#### MATERIAL FOR THIS EXERCISE ####

use async_trait::async_trait;
use async_openai::{
    config::OpenAIConfig,
    types::{
        ChatCompletionRequestMessage, ChatCompletionRequestUserMessageArgs,
        ChatCompletionRequestUserMessageContent, CreateChatCompletionRequestArgs,
        CreateEmbeddingRequestArgs, EmbeddingInput,
    },
    Client,
};

use crate::config::ProviderConfig;
use crate::error::{RagError, Result};
use crate::llm::embeddings::EmbeddingProvider;
use crate::providers::traits::{GenerationBackend, GenerationRequest};

fn client_for(api_key: &str, api_base: Option<&str>) -> Client<OpenAIConfig> {
    let mut config = OpenAIConfig::new().with_api_key(api_key);
    if let Some(base) = api_base.filter(|b| !b.is_empty()) {
        config = config.with_api_base(base);
    }
    Client::with_config(config)
}

/// Chat-completion backend. One instance per model, so `gpt-4o-mini` and
/// `o4-mini` are separate entries in the fallback chain.
#[derive(Clone)]
pub struct OpenAIBackend {
    name: String,
    client: Client<OpenAIConfig>,
    config: ProviderConfig,
}

impl OpenAIBackend {
    pub fn new(api_key: String, config: ProviderConfig) -> Self {
        Self {
            name: config.model.clone(),
            client: client_for(&api_key, Some(&config.api_url)),
            config,
        }
    }

    pub fn model(&self) -> &str {
        &self.config.model
    }
}

#[async_trait]
impl GenerationBackend for OpenAIBackend {
    fn name(&self) -> &str {
        &self.name
    }

    async fn generate(&self, request: GenerationRequest<'_>) -> Result<String> {
        let message: ChatCompletionRequestMessage = ChatCompletionRequestUserMessageArgs::default()
            .content(ChatCompletionRequestUserMessageContent::Text(
                request.prompt.to_string(),
            ))
            .build()?
            .into();

        let mut args = CreateChatCompletionRequestArgs::default();
        args.model(&self.config.model).messages(vec![message]);
        if let Some(temperature) = self.config.temperature {
            args.temperature(temperature);
        }
        if let Some(max_tokens) = self.config.max_tokens {
            args.max_tokens(max_tokens);
        }

        let response = self.client.chat().create(args.build()?).await?;

        response
            .choices
            .first()
            .and_then(|choice| choice.message.content.as_deref())
            .map(|content| content.trim().to_string())
            .ok_or_else(|| RagError::external(&self.name, "No response content"))
    }
}

/// Embeddings through the OpenAI embeddings endpoint.
#[derive(Clone)]
pub struct OpenAIEmbedder {
    client: Client<OpenAIConfig>,
    model: String,
}

impl OpenAIEmbedder {
    pub fn new(api_key: String, model: String) -> Self {
        Self {
            client: client_for(&api_key, None),
            model,
        }
    }
}

#[async_trait]
impl EmbeddingProvider for OpenAIEmbedder {
    async fn embed(&self, text: &str) -> Result<Vec<f32>> {
        let request = CreateEmbeddingRequestArgs::default()
            .model(&self.model)
            .input(EmbeddingInput::String(text.to_string()))
            .build()?;

        let response = self.client.embeddings().create(request).await?;

        response
            .data
            .into_iter()
            .next()
            .map(|embedding| embedding.embedding)
            .ok_or_else(|| RagError::external("OpenAI embeddings", "No embedding returned"))
    }

    fn model_id(&self) -> &str {
        &self.model
    }
}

####

For this exercise, output all the data exactly as shown above.

use async_trait::async_trait;
use async_openai::{
    config::OpenAIConfig,
    types::{
        ChatCompletionRequestMessage, ChatCompletionRequestUserMessageArgs,
        ChatCompletionRequestUserMessageContent, CreateChatCompletionRequestArgs,
        CreateEmbeddingRequestArgs, EmbeddingInput,
    },
    Client,
};

use crate::config::ProviderConfig;
use crate::error::{RagError, Result};
use crate::llm::embeddings::EmbeddingProvider;
use crate::providers::traits::{GenerationBackend, GenerationRequest};

fn client_for(api_key: &str, api_base: Option<&str>) -> Client<OpenAIConfig> {
    let mut config = OpenAIConfig::new().with_api_key(api_key);
    if let Some(base) = api_base.filter(|b| !b.is_empty()) {
        config = config.with_api_base(base);
    }
    Client::with_config(config)
}

/// Chat-completion backend. One instance per model, so `gpt-4o-mini` and
/// `o4-mini` are separate entries in the fallback chain.
#[derive(Clone)]
pub struct OpenAIBackend {
    name: String,
    client: Client<OpenAIConfig>,
    config: ProviderConfig,
}

impl OpenAIBackend {
    pub fn new(api_key: String, config: ProviderConfig) -> Self {
        Self {
            name: config.model.clone(),
            client: client_for(&api_key, Some(&config.api_url)),
            config,
        }
    }

    pub fn model(&self) -> &str {
        &self.config.model
    }
}

#[async_trait]
impl GenerationBackend for OpenAIBackend {
    fn name(&self) -> &str {
        &self.name
    }

    async fn generate(&self, request: GenerationRequest<'_>) -> Result<String> {
        let message: ChatCompletionRequestMessage = ChatCompletionRequestUserMessageArgs::default()
            .content(ChatCompletionRequestUserMessageContent::Text(
                request.prompt.to_string(),
            ))
            .build()?
            .into();

        let mut args = CreateChatCompletionRequestArgs::default();
        args.model(&self.config.model).messages(vec![message]);
        if let Some(temperature) = self.config.temperature {
            args.temperature(temperature);
        }
        if let Some(max_tokens) = self.config.max_tokens {
            args.max_tokens(max_tokens);
        }

        let response = self.client.chat().create(args.build()?).await?;

        response
            .choices
            .first()
            .and_then(|choice| choice.message.content.as_deref())
            .map(|content| content.trim().to_string())
            .ok_or_else(|| RagError::external(&self.name, "No response content"))
    }
}

/// Embeddings through the OpenAI embeddings endpoint.
#[derive(Clone)]
pub struct OpenAIEmbedder {
    client: Client<OpenAIConfig>,
    model: String,
}

impl OpenAIEmbedder {
    pub fn new(api_key: String, model: String) -> Self {
        Self {
            client: client_for(&api_key, None),
            model,
        }
    }
}

#[async_trait]
impl EmbeddingProvider for OpenAIEmbedder {
    async fn embed(&self, text: &str) -> Result<Vec<f32>> {
        let request = CreateEmbeddingRequestArgs::default()
            .model(&self.model)
            .input(EmbeddingInput::String(text.to_string()))
            .build()?;

        let response = self.client.embeddings().create(request).await?;

        response
            .data
            .into_iter()
            .next()
            .map(|embedding| embedding.embedding)
            .ok_or_else(|| RagError::external("OpenAI embeddings", "No embedding returned"))
    }

    fn model_id(&self) -> &str {
        &self.model
    }
}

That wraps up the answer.